The point is that we didn’t start out asking ourselves, “Where’s the best fried fish in Maine?” We started by asking, “What are the things about Maine that we love the most?” It’s a subtle distinction, but an important one, because it gets at what has made the Magazine of Maine unique among publications for the past fifty-eight years. Simply put, Down East is the magazine for people who love Maine. If your response to the Pine Tree State is to shrug your shoulders and say, “meh,” then Down East isn’t for you. (Honestly, though, Maine is such a cool and interesting place that we are mystified by anyone who thinks otherwise.) We are unabashed in our enthusiasm for this place.

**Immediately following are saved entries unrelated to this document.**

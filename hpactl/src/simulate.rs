use std::path::PathBuf;

use anyhow::Result;
use clap::Args;
use recommender::recommend;
use resources::objects::{StartupBudget, WorkloadIdentity};
use tokio_util::sync::CancellationToken;

use crate::utils::{load_config, no_recommendation, read_trace_csv, write_analysis_csv};

#[derive(Args)]
pub struct Arg {
    /// Trace CSV file with per-window usage aggregates.
    #[clap(short, long, parse(from_os_str), value_name = "FILE")]
    trace: PathBuf,
    /// Optional YAML file with recommender tunables.
    #[clap(short, long, parse(from_os_str), value_name = "FILE")]
    config: Option<PathBuf>,
    /// Write the winning plan's analysis series to this CSV file.
    #[clap(short, long, parse(from_os_str), value_name = "FILE")]
    out: Option<PathBuf>,
    /// Measured pod scheduled-to-ready time in seconds.
    #[clap(long, value_name = "SECONDS")]
    scheduled_to_ready: Option<f64>,
    /// Controller (Deployment) name used for log correlation.
    #[clap(long, default_value = "workload")]
    controller: String,
    /// Container name used for log correlation.
    #[clap(long, default_value = "app")]
    container: String,
}

impl Arg {
    pub async fn handle(&self) -> Result<()> {
        let config = load_config(self.config.as_deref())?;
        let trace = read_trace_csv(&self.trace)?;
        let identity = WorkloadIdentity {
            project: "local".to_string(),
            location: "local".to_string(),
            cluster: "local".to_string(),
            namespace: "default".to_string(),
            controller_name: self.controller.clone(),
            controller_type: "Deployment".to_string(),
            container_name: self.container.clone(),
        };
        let mut startup_budget = StartupBudget::from_config(&config);
        if let Some(seconds) = self.scheduled_to_ready {
            startup_budget.scheduled_to_ready_seconds = seconds;
        }

        let outcome = recommend(
            &identity,
            &startup_budget,
            &trace,
            &config,
            &CancellationToken::new(),
        )
        .await?;

        match &outcome.best {
            Some(rec) => {
                println!(
                    "{}",
                    serde_json::to_string_pretty(&serde_json::json!({
                        "recommendation": rec,
                        "reasons": outcome.reasons,
                    }))?
                );
                if let (Some(path), Some(series)) = (&self.out, &outcome.best_analysis) {
                    write_analysis_csv(path, series)?;
                    tracing::info!("Wrote analysis series to {}", path.display());
                }
                Ok(())
            },
            None => Err(no_recommendation(&outcome.reasons)),
        }
    }
}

It’s not that we see the state through Rugosa rose-colored glasses, either. Maine has its share of problems that need to be confronted without sentimentality. You will learn about one of them — the emergence in many Maine communities of a dangerous new drug called “bath salts.” Our aim is to make sure that any criticisms we offer as a magazine are constructive. As I have written in this column before, we recognize that there is often a role for tough love in any relationship.
Because ultimately that’s what it’s all about: a real love of Maine. Each of us has chosen to live here — or to return here as often as we can — because we feel a magnetic pull that is attuned to our own personal lodestone. When I left for college at eighteen, I never planned to return, but somehow I found myself pulled back. I tried to escape again when I was twenty-nine and lasted only two years before I realized that Maine was home to my favorite things.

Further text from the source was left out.